Symantec Access Management

Expand all | Collapse all

Apache Servers Being Marked Down by F5 VIP

  • 1.  Apache Servers Being Marked Down by F5 VIP

    Posted 03-30-2018 08:37 AM

    Team,

     

    We have three Apache Servers behind a F5 VIP (LB) connecting to two Policy Server's. We have interval Poll at F5 set at 17 Seconds, and PS Poll Interval in ACO set at 30 Seconds. F5 has a three time Heart Beat check , that is 52 seconds before marking the Member down in a Pool. As part of our Monthly Security patches on our Linux server's we reboot the Policy servers once a month. We reboot one policy server at a time with 30 minutes apart between the two policy servers.

     

    The F5 has a protected heart beat, and waits for a confirmation of 200 code, to mark the member as up.

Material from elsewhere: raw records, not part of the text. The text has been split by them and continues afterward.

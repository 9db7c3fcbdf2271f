pub mod entities;
pub mod tables;
pub mod types;

pub use entities::*;
pub use tables::*;
pub use types::*;
//! Domain tables written by the integration step

use super::types::*;

// =============================================================================
// Reference tables
// =============================================================================

pub static MONSTER_RACES: TableSchema = TableSchema {
    name: "monster_races",
    columns: &[
        Column::new("dofusdb_id", ColumnType::Integer).unique(),
        Column::required("name", ColumnType::Text),
        Column::new("super_race_id", ColumnType::Integer),
    ],
    foreign_keys: &[],
};

// =============================================================================
// Creatures (base + specialized monster)
// =============================================================================

pub static CREATURES: TableSchema = TableSchema {
    name: "creatures",
    columns: &[
        Column::required("name", ColumnType::Text),
        Column::new("description", ColumnType::Text),
        Column::new("level", ColumnType::Integer),
        Column::new("life", ColumnType::Integer),
        Column::new("action_points", ColumnType::Integer),
        Column::new("movement_points", ColumnType::Integer),
        Column::new("strength", ColumnType::Integer),
        Column::new("intelligence", ColumnType::Integer),
        Column::new("chance", ColumnType::Integer),
        Column::new("agility", ColumnType::Integer),
        Column::new("wisdom", ColumnType::Integer),
        Column::new("resistances", ColumnType::Json),
        Column::new("image", ColumnType::Text),
    ],
    foreign_keys: &[],
};

pub static MONSTERS: TableSchema = TableSchema {
    name: "monsters",
    columns: &[
        Column::required("creature_id", ColumnType::Integer).unique(),
        Column::new("dofusdb_id", ColumnType::Integer).unique(),
        Column::new("race_id", ColumnType::Integer),
        Column::new("size", ColumnType::Text),
        Column::new("is_boss", ColumnType::Boolean),
        Column::new("is_mini_boss", ColumnType::Boolean),
        Column::new("auto_update", ColumnType::Boolean),
        Column::new("xp", ColumnType::Integer),
    ],
    foreign_keys: &[
        ForeignKey::new("creature_id", "creatures"),
        ForeignKey::new("race_id", "monster_races"),
    ],
};

// =============================================================================
// Spells and classes
// =============================================================================

pub static SPELLS: TableSchema = TableSchema {
    name: "spells",
    columns: &[
        Column::new("dofusdb_id", ColumnType::Integer).unique(),
        Column::required("name", ColumnType::Text),
        Column::new("description", ColumnType::Text),
        Column::new("level", ColumnType::Integer),
        Column::new("action_points", ColumnType::Integer),
        Column::new("range_min", ColumnType::Integer),
        Column::new("range_max", ColumnType::Integer),
        Column::new("casts_per_turn", ColumnType::Integer),
        Column::new("cooldown", ColumnType::Integer),
        Column::new("critical_rate", ColumnType::Real),
        Column::new("damage_formula", ColumnType::Text),
        Column::new("image", ColumnType::Text),
    ],
    foreign_keys: &[],
};

pub static BREEDS: TableSchema = TableSchema {
    name: "breeds",
    columns: &[
        Column::new("dofusdb_id", ColumnType::Integer).unique(),
        Column::required("name", ColumnType::Text),
        Column::new("short_name", ColumnType::Text),
        Column::new("description", ColumnType::Text),
        Column::new("life_formula", ColumnType::Text),
        Column::new("complexity", ColumnType::Integer),
        Column::new("image", ColumnType::Text),
    ],
    foreign_keys: &[],
};

// =============================================================================
// Items
// =============================================================================

pub static ITEMS: TableSchema = TableSchema {
    name: "items",
    columns: &[
        Column::new("dofusdb_id", ColumnType::Integer).unique(),
        Column::required("name", ColumnType::Text),
        Column::new("description", ColumnType::Text),
        Column::new("level", ColumnType::Integer),
        Column::new("type_id", ColumnType::Integer),
        Column::new("rarity", ColumnType::Integer),
        Column::new("price", ColumnType::Integer),
        Column::new("effects", ColumnType::Json),
        Column::new("image", ColumnType::Text),
    ],
    foreign_keys: &[],
};

pub static CONSUMABLES: TableSchema = TableSchema {
    name: "consumables",
    columns: &[
        Column::new("dofusdb_id", ColumnType::Integer).unique(),
        Column::required("name", ColumnType::Text),
        Column::new("description", ColumnType::Text),
        Column::new("level", ColumnType::Integer),
        Column::new("type_id", ColumnType::Integer),
        Column::new("price", ColumnType::Integer),
        Column::new("effects", ColumnType::Json),
        Column::new("image", ColumnType::Text),
    ],
    foreign_keys: &[],
};

pub static RESOURCES: TableSchema = TableSchema {
    name: "resources",
    columns: &[
        Column::new("dofusdb_id", ColumnType::Integer).unique(),
        Column::required("name", ColumnType::Text),
        Column::new("description", ColumnType::Text),
        Column::new("level", ColumnType::Integer),
        Column::new("type_id", ColumnType::Integer),
        Column::new("weight", ColumnType::Integer),
        Column::new("price", ColumnType::Integer),
        Column::new("image", ColumnType::Text),
    ],
    foreign_keys: &[],
};

// =============================================================================
// Table Registry
// =============================================================================

/// All tables, parents before children
pub static ALL_TABLES: &[&TableSchema] = &[
    &MONSTER_RACES,
    &CREATURES,
    &MONSTERS,
    &SPELLS,
    &BREEDS,
    &ITEMS,
    &CONSUMABLES,
    &RESOURCES,
];

/// Get a table schema by name
pub fn get_table(name: &str) -> Option<&'static TableSchema> {
    ALL_TABLES.iter().find(|t| t.name == name).copied()
}

/// Get all table names
pub fn table_names() -> Vec<&'static str> {
    ALL_TABLES.iter().map(|t| t.name).collect()
}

We are seeing that as part of the policy server reboot, the F5 is marking one of the apache down ,as it is getting a HTTP 500 Error (Internal Server Error), though the other Policy Server is up and running.

     

    Can you please let us know if we can do anything in Siteminder to avoid this.

     

    Thanks,

    Avi



  • 2.  Re: Apache Servers Being Marked Down by F5 VIP

    Posted 03-30-2018 11:36 AM

    Avi, You can start with Apache web server error log, examine it and map the time of error into Apache agent log/ trace and policy server log/ trace to see if any more specific clues can be found. 500 error is a very general error.

    Thanks & Rgds, - Vijay



  • 3.  Re: Apache Servers Being Marked Down by F5 VIP

    Posted 03-30-2018 01:02 PM

    Team,

     

    The logs got rolled over, but when we took a look at the logs also it did not tell much, one thing to be noted is that, the LLAWP Process ID did not change, or there was no knowledge of LLAWP restarting in the logs.

     

    Thanks,

    Avi



  • 4.  Re: Apache Servers Being Marked Down by F5 VIP

    Posted 03-30-2018 12:52 PM

    Avi,

     

    What is the version of webagent ?

     

     

    Are the Policyservers in LB or Failover mode,(HCO setting) ?

     

    Is this happening only when restarting the second PS (as listed in HCO) ?  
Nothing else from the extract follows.